(Records from a collection)

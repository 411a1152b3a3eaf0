use serde_json::Value;

use super::participant::ConnectionId;
use super::protocol::ServerMessage;
use super::registry::ConnectionRegistry;

/// Who receives an outbound frame. Chosen once per event and resolved
/// against the registry at dispatch time.
#[derive(Debug, Clone, PartialEq, Eq)]
pub enum DeliveryTarget {
    Unicast(ConnectionId),
    BroadcastExceptSender,
    BroadcastAll,
}

#[derive(Debug, Clone, PartialEq)]
pub struct Delivery {
    /// Connection whose event produced this frame, `None` for collaborator events.
    pub origin: Option<ConnectionId>,
    pub target: DeliveryTarget,
    pub message: ServerMessage,
}

impl Delivery {
    pub fn to(connection_id: ConnectionId, message: ServerMessage) -> Self {
        Self {
            origin: None,
            target: DeliveryTarget::Unicast(connection_id),
            message,
        }
    }

    pub fn to_all(message: ServerMessage) -> Self {
        Self {
            origin: None,
            target: DeliveryTarget::BroadcastAll,
            message,
        }
    }

    pub fn to_others(origin: ConnectionId, message: ServerMessage) -> Self {
        Self {
            origin: Some(origin),
            target: DeliveryTarget::BroadcastExceptSender,
            message,
        }
    }

    /// Connections this frame goes to, in roster order for broadcasts.
    ///
    /// Unicast resolves even for connections that have not joined yet, so
    /// join errors reach the connection that caused them.
    pub fn recipients(&self, registry: &ConnectionRegistry) -> Vec<ConnectionId> {
        match &self.target {
            DeliveryTarget::Unicast(id) => vec![id.clone()],
            DeliveryTarget::BroadcastAll => {
                registry.iter().map(|p| p.connection_id.clone()).collect()
            }
            DeliveryTarget::BroadcastExceptSender => registry
                .iter()
                .map(|p| &p.connection_id)
                .filter(|id| Some(*id) != self.origin.as_ref())
                .cloned()
                .collect(),
        }
    }
}

/// Offers always fan out: one teacher, many students each completing an
/// independent peer connection.
pub fn relay_offer(sender: &ConnectionId, sdp: Value) -> Delivery {
    tracing::debug!(sender_id = %sender, "Relaying WebRTC offer");
    Delivery::to_others(
        sender.clone(),
        ServerMessage::WebrtcOffer {
            sender_id: sender.clone(),
            sdp,
        },
    )
}

/// Answers go to exactly one peer. A target that already left is dropped
/// without error since it may have disconnected mid-handshake.
pub fn relay_answer(
    registry: &ConnectionRegistry,
    sender: &ConnectionId,
    target: &ConnectionId,
    sdp: Value,
) -> Option<Delivery> {
    if !registry.contains(target) {
        tracing::debug!(
            sender_id = %sender,
            target_id = %target,
            "Dropping WebRTC answer for disconnected target"
        );
        return None;
    }

    tracing::debug!(sender_id = %sender, target_id = %target, "Relaying WebRTC answer");
    Some(Delivery {
        origin: Some(sender.clone()),
        target: DeliveryTarget::Unicast(target.clone()),
        message: ServerMessage::WebrtcAnswer {
            sender_id: sender.clone(),
            sdp,
        },
    })
}

/// ICE candidates are unicast when the target is live, otherwise they fall
/// back to every peer except the sender.
pub fn relay_ice_candidate(
    registry: &ConnectionRegistry,
    sender: &ConnectionId,
    target: Option<&ConnectionId>,
    candidate: Value,
) -> Delivery {
    let message = ServerMessage::WebrtcIceCandidate {
        sender_id: sender.clone(),
        candidate,
    };

    match target.filter(|id| registry.contains(id)) {
        Some(target) => Delivery {
            origin: Some(sender.clone()),
            target: DeliveryTarget::Unicast(target.clone()),
            message,
        },
        None => Delivery::to_others(sender.clone(), message),
    }
}
use serde::{Deserialize, Serialize};

use super::participant::Participant;
use crate::error::{ClassroomError, Result};

#[derive(Debug, Clone, PartialEq, Eq, Serialize, Deserialize)]
pub struct Slide {
    pub url: String,
    pub name: String,
    #[serde(default)]
    pub index: usize,
}

#[derive(Debug, Clone, Copy, PartialEq, Eq, Serialize, Deserialize)]
#[serde(rename_all = "lowercase")]
pub enum WhiteboardMode {
    Off,
    On,
}

impl Default for WhiteboardMode {
    fn default() -> Self {
        Self::Off
    }
}

/// Read-only copy of the shared classroom state, safe to hand to any
/// joining connection.
#[derive(Debug, Clone, PartialEq, Default, Serialize, Deserialize)]
#[serde(rename_all = "camelCase")]
pub struct ClassroomState {
    pub current_slide_index: usize,
    pub total_slides: usize,
    pub slide_set: Vec<Slide>,
    pub is_teacher_present: bool,
    pub participants: Vec<Participant>,
    pub whiteboard_mode: WhiteboardMode,
    pub whiteboard_content: Option<serde_json::Value>,
}

/// Owner of the process-wide [`ClassroomState`].
///
/// Mutations here perform no permission checks; callers gate them by role.
/// Every method leaves the state consistent on return:
/// `slide_set.len() == total_slides`, the current index is in range (or 0),
/// and whiteboard content only exists while the whiteboard is on.
#[derive(Debug, Default)]
pub struct ClassroomStore {
    state: ClassroomState,
}

impl ClassroomStore {
    pub fn new() -> Self {
        Self::default()
    }

    pub fn current_snapshot(&self) -> ClassroomState {
        self.state.clone()
    }

    /// Replace the slide deck with one produced by the conversion pipeline.
    /// Slides are re-indexed by position and the view returns to the first one.
    pub fn apply_slide_set(&mut self, slides: Vec<Slide>) -> usize {
        let slide_set: Vec<Slide> = slides
            .into_iter()
            .enumerate()
            .map(|(index, slide)| Slide { index, ..slide })
            .collect();

        self.state.total_slides = slide_set.len();
        self.state.slide_set = slide_set;
        self.state.current_slide_index = 0;
        self.state.total_slides
    }

    pub fn set_current_slide(&mut self, index: i64) -> Result<usize> {
        let total = self.state.total_slides;
        let index = usize::try_from(index)
            .ok()
            .filter(|index| *index < total)
            .ok_or(ClassroomError::OutOfRange { index, total })?;

        self.state.current_slide_index = index;
        Ok(index)
    }

    /// Switching the whiteboard off also drops its content.
    pub fn set_whiteboard_mode(&mut self, mode: WhiteboardMode) {
        self.state.whiteboard_mode = mode;
        if mode == WhiteboardMode::Off {
            self.state.whiteboard_content = None;
        }
    }

    pub fn set_whiteboard_content(&mut self, content: serde_json::Value) -> Result<()> {
        if self.state.whiteboard_mode == WhiteboardMode::Off {
            return Err(ClassroomError::WhiteboardInactive);
        }
        self.state.whiteboard_content = Some(content);
        Ok(())
    }

    pub fn clear_whiteboard(&mut self) {
        self.state.whiteboard_content = None;
    }

    /// Recompute the roster and teacher flag from the live registry snapshot.
    pub fn sync_roster(&mut self, participants: Vec<Participant>) {
        self.state.is_teacher_present = participants.iter().any(|p| p.role.is_teacher());
        self.state.participants = participants;
    }

    /// Drop the teacher-scoped part of the session in one step.
    pub fn reset_for_teacher_departure(&mut self) {
        self.state = ClassroomState {
            is_teacher_present: self.state.is_teacher_present,
            participants: std::mem::take(&mut self.state.participants),
            ..ClassroomState::default()
        };
    }

    pub fn current_slide_index(&self) -> usize {
        self.state.current_slide_index
    }

    pub fn total_slides(&self) -> usize {
        self.state.total_slides
    }

    pub fn whiteboard_mode(&self) -> WhiteboardMode {
        self.state.whiteboard_mode
    }

    pub fn whiteboard_content(&self) -> Option<&serde_json::Value> {
        self.state.whiteboard_content.as_ref()
    }

    pub fn is_teacher_present(&self) -> bool {
        self.state.is_teacher_present
    }

    pub fn participants(&self) -> &[Participant] {
        &self.state.participants
    }
}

§ What you have to do: If a line in the records above contains the string "usize", copy that line out.

§ Result for this task:
    pub index: usize,
    pub current_slide_index: usize,
    pub total_slides: usize,
    pub fn apply_slide_set(&mut self, slides: Vec<Slide>) -> usize {
    pub fn set_current_slide(&mut self, index: i64) -> Result<usize> {
        let index = usize::try_from(index)
    pub fn current_slide_index(&self) -> usize {
    pub fn total_slides(&self) -> usize {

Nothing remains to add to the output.